START Material provided

use std::sync::Arc;

use jetton_minter_core::minter::{JettonMinter, JettonMinterConfig, JettonMinterContent};
use lazy_static::lazy_static;
use num_bigint::BigUint;

use super::ConsoleError;
use crate::config::{ConsoleConfig, DeployConfig};
use crate::contract::{JettonMinterContract, TonContract};
use crate::provider::ChainProvider;
use crate::transactions::wait_for_deploy;

lazy_static! {
    pub static ref DEPLOY_VALUE: BigUint = BigUint::from(50_000_000u64);
}

#[derive(Debug, Clone, PartialEq)]
pub struct DeployReport {
    pub minter: JettonMinter,
    pub deployed: bool,
    /// Read after a successful deploy.
    pub total_supply: Option<BigUint>,
}

/// Deploys a minter with offchain content `config.content_uri` and waits for it to become active.
pub async fn deploy_jetton(
    provider: Arc<dyn ChainProvider>,
    config: &DeployConfig,
    console: &ConsoleConfig,
) -> Result<DeployReport, ConsoleError> {
    let minter_config = JettonMinterConfig {
        admin: config.admin.clone(),
        content: JettonMinterContent::offchain(&config.content_uri)
            .to_cell()?
            .to_arc(),
        wallet_code: config.wallet_code.clone(),
        public_key: config.public_key.clone(),
    };
    let minter =
        JettonMinter::create_from_config(&minter_config, &config.minter_code, console.workchain)?;
    let state_init = minter
        .init
        .as_ref()
        .ok_or_else(|| ConsoleError::MissingStateInit(minter.address.clone()))?;

    log::info!("Deploying jetton minter {}", minter.address);
    let contract = TonContract::new(&provider, &minter.address);
    contract.send_deploy(state_init, &DEPLOY_VALUE).await?;

    let deployed = wait_for_deploy(
        provider.as_ref(),
        &minter.address,
        &console.poll_settings(),
    )
    .await;
    let total_supply = if deployed {
        let total_supply = contract.get_total_supply().await?;
        log::info!("getTotalSupply {}", total_supply);
        Some(total_supply)
    } else {
        None
    };

    Ok(DeployReport {
        minter,
        deployed,
        total_supply,
    })
}
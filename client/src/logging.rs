use log::LevelFilter;
use log4rs::append::console::{ConsoleAppender, Target};
use log4rs::config::{Appender, Root};
use log4rs::encode::pattern::PatternEncoder;
use log4rs::Config;
use thiserror::Error;

pub const LOG_PATTERN: &str = "{d(%Y-%m-%d %H:%M:%S%.6f)} {T:>15.15} {h({l:>5.5})} {t}:{L} - {m}{n}";

#[derive(Error, Debug)]
pub enum LoggingError {
    #[error("Invalid logging config ({0})")]
    Config(#[from] log4rs::config::runtime::ConfigErrors),

    #[error("Logger is already set ({0})")]
    AlreadyInitialized(#[from] log::SetLoggerError),
}

/// Console logging to stderr, so prompts on stdout stay readable.
pub fn init_logging(level: LevelFilter) -> Result<(), LoggingError> {
    let stderr = ConsoleAppender::builder()
        .target(Target::Stderr)
        .encoder(Box::new(PatternEncoder::new(LOG_PATTERN)))
        .build();

    let config = Config::builder()
        .appender(Appender::builder().build("stderr", Box::new(stderr)))
        .build(Root::builder().appender("stderr").build(level))?;

    log4rs::init_config(config)?;
    Ok(())
}
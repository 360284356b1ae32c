use std::sync::Arc;

use jetton_minter_core::message::{PermitMessage, PermitPayload};
use jetton_minter_core::{from_nano, TonAddress};
use lazy_static::lazy_static;
use num_bigint::BigUint;

use super::{
    choose_action, last_transaction_lt, open_deployed_contract, report_action_error,
    ActionOutcome, ConsoleError, PermitAction, FAILED_TRANSACTION_MESSAGE,
};
use crate::config::{ConsoleConfig, PermitConfig};
use crate::contract::{JettonWalletContract, TonContract, TonContractInterface};
use crate::provider::ChainProvider;
use crate::transactions::{wait_for_transaction, PollSettings};
use crate::ui::{confirm, prompt_amount, UiProvider};

lazy_static! {
    pub static ref PERMIT_VALUE: BigUint = BigUint::from(1_000_000_000u64);
    pub static ref PERMIT_FORWARD_TON_AMOUNT: BigUint = BigUint::from(1u32);
}

/// Opened jetton wallet and the key that signs its permits.
pub struct PermitSession {
    provider: Arc<dyn ChainProvider>,
    ui: Arc<dyn UiProvider>,
    wallet: TonContract,
    config: PermitConfig,
    settings: PollSettings,
}

impl PermitSession {
    pub fn new(
        provider: Arc<dyn ChainProvider>,
        ui: Arc<dyn UiProvider>,
        wallet_address: &TonAddress,
        config: PermitConfig,
        settings: PollSettings,
    ) -> PermitSession {
        let wallet = TonContract::new(&provider, wallet_address);
        PermitSession {
            provider,
            ui,
            wallet,
            config,
            settings,
        }
    }

    /// Signs a permit for the prompted amount to this wallet and sends it.
    pub async fn permit(&self) -> Result<ActionOutcome, ConsoleError> {
        let ui = self.ui.as_ref();
        let wallet_address = self.wallet.address();
        let amount = loop {
            let amount = prompt_amount(ui, "Please provide permit amount in decimal form:").await?;
            ui.write(&format!(
                "Permit {} tokens to {}\n",
                from_nano(&amount),
                wallet_address
            ));
            if confirm(ui).await? {
                break amount;
            }
        };

        let last_lt = last_transaction_lt(&self.wallet).await?;
        let payload = PermitPayload {
            amount,
            destination: wallet_address.clone(),
            forward_ton_amount: PERMIT_FORWARD_TON_AMOUNT.clone(),
            response_address: self.config.treasury.clone(),
        };
        let permit = PermitMessage::new(payload, &self.config.key_pair)?;
        self.wallet.send_permit(&permit, &PERMIT_VALUE).await?;

        let observed = wait_for_transaction(
            self.provider.as_ref(),
            wallet_address,
            last_lt,
            &self.settings,
        )
        .await;
        if observed {
            ui.write("Permit processed\n");
            Ok(ActionOutcome::Sent)
        } else {
            ui.write(FAILED_TRANSACTION_MESSAGE);
            Ok(ActionOutcome::TransactionNotObserved)
        }
    }
}

/// Permit console: opens a deployed jetton wallet and sends permits until `Quit`.
pub async fn run_permit_console(
    provider: Arc<dyn ChainProvider>,
    ui: Arc<dyn UiProvider>,
    config: PermitConfig,
    console: &ConsoleConfig,
) -> Result<(), ConsoleError> {
    let address = open_deployed_contract(
        provider.as_ref(),
        ui.as_ref(),
        "Please enter jetton-wallet address:",
        config.wallet_code.as_ref(),
    )
    .await?;
    log::info!("Opened jetton wallet {}", address);

    let session = PermitSession::new(
        provider,
        ui.clone(),
        &address,
        config,
        console.poll_settings(),
    );
    let actions = [PermitAction::Permit, PermitAction::Quit];
    loop {
        match choose_action(ui.as_ref(), "Pick action:", &actions).await? {
            PermitAction::Permit => match session.permit().await {
                Ok(outcome) => log::info!("Permit finished with {:?}", outcome),
                Err(err) => report_action_error(ui.as_ref(), PermitAction::Permit.into(), err)?,
            },
            PermitAction::Quit => break,
        }
    }
    Ok(())
}
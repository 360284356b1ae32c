use super::MINTER_WITHDRAW;
use crate::cell::{Cell, CellBuilder};
use crate::message::{load_header, HasOpcode, TonMessage, TonMessageError};

/// Withdraws accumulated TON from the minter to its admin:
///
/// ```raw
/// withdraw#46ed2e94 query_id:uint64 = InternalMsgBody;
/// ```
#[derive(Clone, Debug, PartialEq)]
pub struct WithdrawMessage {
    pub query_id: u64,
}

#[allow(clippy::new_without_default)]
impl WithdrawMessage {
    pub fn new() -> Self {
        WithdrawMessage { query_id: 0 }
    }
}

impl TonMessage for WithdrawMessage {
    fn build(&self) -> Result<Cell, TonMessageError> {
        let mut builder = CellBuilder::new();
        builder.store_u32(32, Self::opcode())?;
        builder.store_u64(64, self.query_id)?;

        Ok(builder.build()?)
    }

    fn parse(cell: &Cell) -> Result<Self, TonMessageError> {
        let mut parser = cell.parser();
        let (opcode, query_id) = load_header(&mut parser)?;
        parser.ensure_empty()?;

        let result = WithdrawMessage { query_id };
        result.verify_opcode(opcode)?;
        Ok(result)
    }
}

impl HasOpcode for WithdrawMessage {
    fn set_query_id(&mut self, query_id: u64) {
        self.query_id = query_id;
    }

    fn query_id(&self) -> u64 {
        self.query_id
    }

    fn opcode() -> u32 {
        MINTER_WITHDRAW
    }
}
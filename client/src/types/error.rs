use jetton_minter_core::cell::TonCellError;
use thiserror::Error;

use crate::types::TvmStackEntry;

#[derive(Error, Debug)]
pub enum StackParseError {
    #[error("Invalid stack entry type{{expected: {expected}, found: {found}}}")]
    InvalidEntryType {
        expected: String,
        found: TvmStackEntry,
    },

    #[error("Invalid stack entry({0})")]
    InvalidEntryValue(String),

    #[error("Cell error({0})")]
    CellError(#[from] TonCellError),
}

END Material provided

__Exercise__. Lines from the records above that hold "PartialEq" are the ones to list.

__Expected output__.
#[derive(Debug, Clone, PartialEq)]
#[derive(Clone, Debug, PartialEq)]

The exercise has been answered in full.